(Stored items)

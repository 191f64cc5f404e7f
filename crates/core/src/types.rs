//! Shared scalar types: timestamps, fixed-point credits, speed multipliers.

use std::fmt;
use std::time::Duration;

use serde::{Serialize, Serializer};

/// All timestamps are UTC.
pub type Timestamp = chrono::DateTime<chrono::Utc>;

/// Micro-credits per whole credit.
pub const MICROS_PER_CREDIT: u64 = 1_000_000;

/// Speed multiplier denominator (multipliers are stored in hundredths).
const SPEED_SCALE: u64 = 100;

// ---------------------------------------------------------------------------
// Credits
// ---------------------------------------------------------------------------

/// A fixed-point reward amount with six decimal places.
///
/// Stored as integer micro-credits so that settled rewards are exact:
/// `0.8 * 0.3` is `0.24`, not `0.24000000000000002`.
#[derive(Debug, Clone, Copy, Default, PartialEq, Eq, PartialOrd, Ord, Hash)]
pub struct Credits(u64);

impl Credits {
    pub const ZERO: Credits = Credits(0);

    pub const fn from_micros(micros: u64) -> Self {
        Self(micros)
    }

    /// Build from thousandths of a credit, e.g. `from_millis(800)` is `0.8`.
    pub const fn from_millis(millis: u64) -> Self {
        Self(millis * 1_000)
    }

    pub const fn micros(self) -> u64 {
        self.0
    }

    /// Scale by a device speed multiplier, truncating below one micro-credit.
    pub const fn scale(self, speed: SpeedMultiplier) -> Self {
        Self(self.0 * speed.0 as u64 / SPEED_SCALE)
    }

    pub const fn saturating_add(self, other: Credits) -> Self {
        Self(self.0.saturating_add(other.0))
    }

    /// Full six-digit rendering, e.g. `0.240000`. Used on the wire.
    pub fn to_fixed_string(self) -> String {
        format!(
            "{}.{:06}",
            self.0 / MICROS_PER_CREDIT,
            self.0 % MICROS_PER_CREDIT
        )
    }
}

impl std::iter::Sum for Credits {
    fn sum<I: Iterator<Item = Credits>>(iter: I) -> Self {
        iter.fold(Credits::ZERO, Credits::saturating_add)
    }
}

/// Human rendering: at least two decimals, trailing zeros trimmed beyond that.
impl fmt::Display for Credits {
    fn fmt(&self, f: &mut fmt::Formatter<'_>) -> fmt::Result {
        let whole = self.0 / MICROS_PER_CREDIT;
        let frac = format!("{:06}", self.0 % MICROS_PER_CREDIT);
        let trimmed = frac.trim_end_matches('0');
        let frac = if trimmed.len() < 2 { &frac[..2] } else { trimmed };
        write!(f, "{whole}.{frac}")
    }
}

impl Serialize for Credits {
    fn serialize<S: Serializer>(&self, serializer: S) -> Result<S::Ok, S::Error> {
        serializer.serialize_str(&self.to_fixed_string())
    }
}

// ---------------------------------------------------------------------------
// SpeedMultiplier
// ---------------------------------------------------------------------------

/// Relative device speed in hundredths (`SpeedMultiplier(120)` is 1.2x).
///
/// Always non-zero; catalog entries are the only constructors in practice.
#[derive(Debug, Clone, Copy, PartialEq, Eq, PartialOrd, Ord, Hash)]
pub struct SpeedMultiplier(u32);

impl SpeedMultiplier {
    /// Panics at compile time (in const contexts) if `hundredths` is zero.
    pub const fn from_hundredths(hundredths: u32) -> Self {
        assert!(hundredths > 0, "speed multiplier must be positive");
        Self(hundredths)
    }

    pub const fn hundredths(self) -> u32 {
        self.0
    }

    pub fn as_f64(self) -> f64 {
        self.0 as f64 / SPEED_SCALE as f64
    }

    /// Divide a base duration by this multiplier: faster devices wait less.
    pub fn scale_wait(self, base: Duration) -> Duration {
        let millis = base.as_millis() as u64 * SPEED_SCALE / self.0 as u64;
        Duration::from_millis(millis)
    }
}

impl fmt::Display for SpeedMultiplier {
    fn fmt(&self, f: &mut fmt::Formatter<'_>) -> fmt::Result {
        write!(f, "{:.2}x", self.as_f64())
    }
}

impl Serialize for SpeedMultiplier {
    fn serialize<S: Serializer>(&self, serializer: S) -> Result<S::Ok, S::Error> {
        serializer.serialize_f64(self.as_f64())
    }
}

> [Problem description]:
Look for the string "point" in the entries above. Copy every line that has it.

> [Exercise output]:
//! Shared scalar types: timestamps, fixed-point credits, speed multipliers.
/// A fixed-point reward amount with six decimal places.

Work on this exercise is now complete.